Spring SAVY 2017, Day 2- Discovering the Third Dimension
Analyze, build, draw, construct, connect – SAVY math is so much fun. This week your mathematicians reviewed 2-D shapes and began exploring the world of 3D solid figures. We began our morning together with a number talk activity, helping these young scholars develop their mental math abilities – plus, geometric subitizing is just fun! We then built on last week’s content of lines and angles. With our own straw protractors, we identified obtuse, right, and acute angles, and found objects in our classroom with these various angles.
We experimented with tangrams, composing and decomposing while interacting with the story of Grandfather Tang. We completed our 2-D anchor chart, and recognized many shapes in our world. We are developing skills to communicate attributes. With the addition of the depth dimension this week, students were able to identify and describe 3-D prisms and pyramids by their faces, vertices, and edges. We analyzed cubes, cones, cylinders, spheres, triangular/rectangular/octagonal prisms.

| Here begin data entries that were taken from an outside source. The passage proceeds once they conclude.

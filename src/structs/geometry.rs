use std::collections::BTreeMap;

use eyre::Result;
use ndarray::{Array1, Array2, Axis};

use crate::error::TmaxError;

/// Unit direction vectors, one row per cell
#[derive(Debug, Clone, PartialEq)]
pub struct Directions {
    vectors: Array2<f64>,
}

impl Directions {
    /// Normalize every row of `vectors` to unit length
    ///
    /// `name` only appears in the error when a row has zero (or non-finite) length.
    pub fn normalized(name: &str, vectors: Array2<f64>) -> Result<Self> {
        if vectors.ncols() != 3 {
            return Err(TmaxError::InvalidGeometry(format!(
                "{} must have 3 columns, found {}",
                name,
                vectors.ncols()
            ))
            .into());
        }
        let mut vectors = vectors;
        for (i, mut row) in vectors.axis_iter_mut(Axis(0)).enumerate() {
            let norm = row.dot(&row).sqrt();
            if !norm.is_normal() {
                return Err(TmaxError::InvalidGeometry(format!(
                    "{} has a degenerate direction at cell {}",
                    name, i
                ))
                .into());
            }
            row /= norm;
        }
        Ok(Directions { vectors })
    }

    pub fn vectors(&self) -> &Array2<f64> {
        &self.vectors
    }

    pub fn len(&self) -> usize {
        self.vectors.nrows()
    }

    pub fn is_empty(&self) -> bool {
        self.vectors.nrows() == 0
    }
}

/// Material regions of the mesh
///
/// Regions are the distinct material labels in ascending order. The region index of a label is
/// its position in that order, which is also the row of the region in the strain arrays.
#[derive(Debug, Clone, PartialEq)]
pub struct Regions {
    labels: Vec<i64>,
    cell_region: Vec<usize>,
    sizes: Vec<usize>,
}

impl Regions {
    pub fn from_labels(matid: &Array1<i64>) -> Self {
        let mut index: BTreeMap<i64, usize> = BTreeMap::new();
        for &label in matid.iter() {
            index.entry(label).or_insert(0);
        }
        for (position, (_, slot)) in index.iter_mut().enumerate() {
            *slot = position;
        }
        let labels: Vec<i64> = index.keys().copied().collect();
        let cell_region: Vec<usize> = matid.iter().map(|label| index[label]).collect();
        let mut sizes = vec![0; labels.len()];
        for &r in &cell_region {
            sizes[r] += 1;
        }
        Regions {
            labels,
            cell_region,
            sizes,
        }
    }

    pub fn len(&self) -> usize {
        self.labels.len()
    }

    pub fn is_empty(&self) -> bool {
        self.labels.is_empty()
    }

    pub fn labels(&self) -> &[i64] {
        &self.labels
    }

    /// Region index of every cell
    pub fn cell_region(&self) -> &[usize] {
        &self.cell_region
    }

    /// Number of cells in every region
    pub fn sizes(&self) -> &[usize] {
        &self.sizes
    }

    /// Mean of a cell-wise field over each region
    pub fn mean(&self, cell_values: &Array1<f64>) -> Array1<f64> {
        let mut sums = Array1::<f64>::zeros(self.len());
        for (&r, v) in self.cell_region.iter().zip(cell_values.iter()) {
            sums[r] += v;
        }
        for (s, &n) in sums.iter_mut().zip(self.sizes.iter()) {
            if n > 0 {
                *s /= n as f64;
            }
        }
        sums
    }
}

/// Everything the forward model needs to know about the patient mesh
///
/// Directions are stored per cell: the controls live in a piecewise-constant space, so the cell
/// count is also the number of degrees of freedom of every control field.
#[derive(Debug, Clone)]
pub struct Geometry {
    fiber: Directions,
    sheet: Directions,
    normal: Directions,
    circumferential: Directions,
    longitudinal: Directions,
    radial: Directions,
    facet_boundaries: Array1<i64>,
    edge_boundaries: Array1<i64>,
    matid: Array1<i64>,
    regions: Regions,
}

#[allow(clippy::too_many_arguments)]
impl Geometry {
    pub fn new(
        fiber: Directions,
        sheet: Directions,
        normal: Directions,
        circumferential: Directions,
        longitudinal: Directions,
        radial: Directions,
        facet_boundaries: Array1<i64>,
        edge_boundaries: Array1<i64>,
        matid: Array1<i64>,
    ) -> Result<Self> {
        let ncells = matid.len();
        if ncells == 0 {
            return Err(TmaxError::InvalidGeometry("mesh has no cells".to_string()).into());
        }
        for (name, d) in [
            ("eF", &fiber),
            ("eS", &sheet),
            ("eN", &normal),
            ("eC", &circumferential),
            ("eL", &longitudinal),
            ("eR", &radial),
        ] {
            if d.len() != ncells {
                return Err(TmaxError::InvalidGeometry(format!(
                    "{} has {} rows but the mesh has {} cells",
                    name,
                    d.len(),
                    ncells
                ))
                .into());
            }
        }
        let regions = Regions::from_labels(&matid);
        Ok(Geometry {
            fiber,
            sheet,
            normal,
            circumferential,
            longitudinal,
            radial,
            facet_boundaries,
            edge_boundaries,
            matid,
            regions,
        })
    }

    /// Idealized mesh with `ncells` cells spread round-robin over `nregions` regions
    ///
    /// Fibers make a constant `helix_deg` angle with the circumferential direction.
    pub fn idealized(ncells: usize, nregions: usize, helix_deg: f64) -> Result<Self> {
        if nregions == 0 {
            return Err(TmaxError::InvalidGeometry("at least one region is required".into()).into());
        }
        let (sin, cos) = helix_deg.to_radians().sin_cos();
        let row = |v: [f64; 3]| Array2::from_shape_fn((ncells, 3), |(_, j)| v[j]);
        let matid = Array1::from_shape_fn(ncells, |i| (i % nregions) as i64 + 1);
        Geometry::new(
            Directions::normalized("eF", row([cos, 0.0, sin]))?,
            Directions::normalized("eS", row([0.0, 1.0, 0.0]))?,
            Directions::normalized("eN", row([-sin, 0.0, cos]))?,
            Directions::normalized("eC", row([1.0, 0.0, 0.0]))?,
            Directions::normalized("eL", row([0.0, 0.0, 1.0]))?,
            Directions::normalized("eR", row([0.0, 1.0, 0.0]))?,
            Array1::zeros(0),
            Array1::zeros(0),
            matid,
        )
    }

    pub fn ncells(&self) -> usize {
        self.matid.len()
    }

    pub fn regions(&self) -> &Regions {
        &self.regions
    }

    pub fn matid(&self) -> &Array1<i64> {
        &self.matid
    }

    pub fn fiber(&self) -> &Directions {
        &self.fiber
    }

    pub fn sheet(&self) -> &Directions {
        &self.sheet
    }

    pub fn normal(&self) -> &Directions {
        &self.normal
    }

    pub fn circumferential(&self) -> &Directions {
        &self.circumferential
    }

    pub fn longitudinal(&self) -> &Directions {
        &self.longitudinal
    }

    pub fn radial(&self) -> &Directions {
        &self.radial
    }

    pub fn facet_boundaries(&self) -> &Array1<i64> {
        &self.facet_boundaries
    }

    pub fn edge_boundaries(&self) -> &Array1<i64> {
        &self.edge_boundaries
    }

    /// Regional mean of `(f . eC)^2` and `(f . eL)^2`
    ///
    /// These are the fractions of the fiber strain seen along the circumferential and the
    /// longitudinal direction.
    pub fn fiber_projections(&self) -> Vec<(f64, f64)> {
        let f = self.fiber.vectors();
        let c = self.circumferential.vectors();
        let l = self.longitudinal.vectors();
        let cc = Array1::from_shape_fn(self.ncells(), |i| f.row(i).dot(&c.row(i)).powi(2));
        let ll = Array1::from_shape_fn(self.ncells(), |i| f.row(i).dot(&l.row(i)).powi(2));
        let cc = self.regions.mean(&cc);
        let ll = self.regions.mean(&ll);
        cc.iter().zip(ll.iter()).map(|(&a, &b)| (a, b)).collect()
    }
}

#[cfg(test)]
mod tests {
    use super::*;
    use ndarray::array;

    #[test]
    fn directions_are_renormalized() {
        let d = Directions::normalized("eF", array![[3.0, 0.0, 4.0], [0.0, 2.0, 0.0]]).unwrap();
        assert_eq!(d.vectors(), &array![[0.6, 0.0, 0.8], [0.0, 1.0, 0.0]]);
    }

    #[test]
    fn zero_direction_is_rejected() {
        let err = Directions::normalized("eC", array![[0.0, 0.0, 0.0]]).unwrap_err();
        assert!(matches!(
            err.downcast_ref::<TmaxError>(),
            Some(TmaxError::InvalidGeometry(_))
        ));
    }

    #[test]
    fn regions_follow_sorted_labels() {
        let regions = Regions::from_labels(&array![7, 3, 7, 5, 3]);
        assert_eq!(regions.labels(), &[3, 5, 7]);
        assert_eq!(regions.cell_region(), &[2, 0, 2, 1, 0]);
        assert_eq!(regions.sizes(), &[2, 1, 2]);
        let mean = regions.mean(&array![1.0, 2.0, 3.0, 4.0, 6.0]);
        assert_eq!(mean, array![4.0, 4.0, 2.0]);
    }

    #[test]
    fn idealized_projections_match_helix_angle() {
        let geometry = Geometry::idealized(8, 4, 60.0).unwrap();
        assert_eq!(geometry.regions().len(), 4);
        for (cc, ll) in geometry.fiber_projections() {
            assert!((cc - 0.25).abs() < 1e-12);
            assert!((ll - 0.75).abs() < 1e-12);
        }
    }
}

Throughout our SAVY session, we are considering a few reasoning questions: What shape is most important in construction? Why? How would an architect/engineer/construction worker view it? If the world is 3D, why do we need to know about 2 D shapes?
We are learning about geometry in SAVY, but also learning about ourselves as gifted learners. We are noticing various characteristics of a mathematician. A mathematician: is a problem solver, learns from his/her mistakes, takes risks, can communicate his/her thinking with words and symbols, knows there is more than one way to solve a problem, uses strategies to solve problems, and sees mathematical relationships.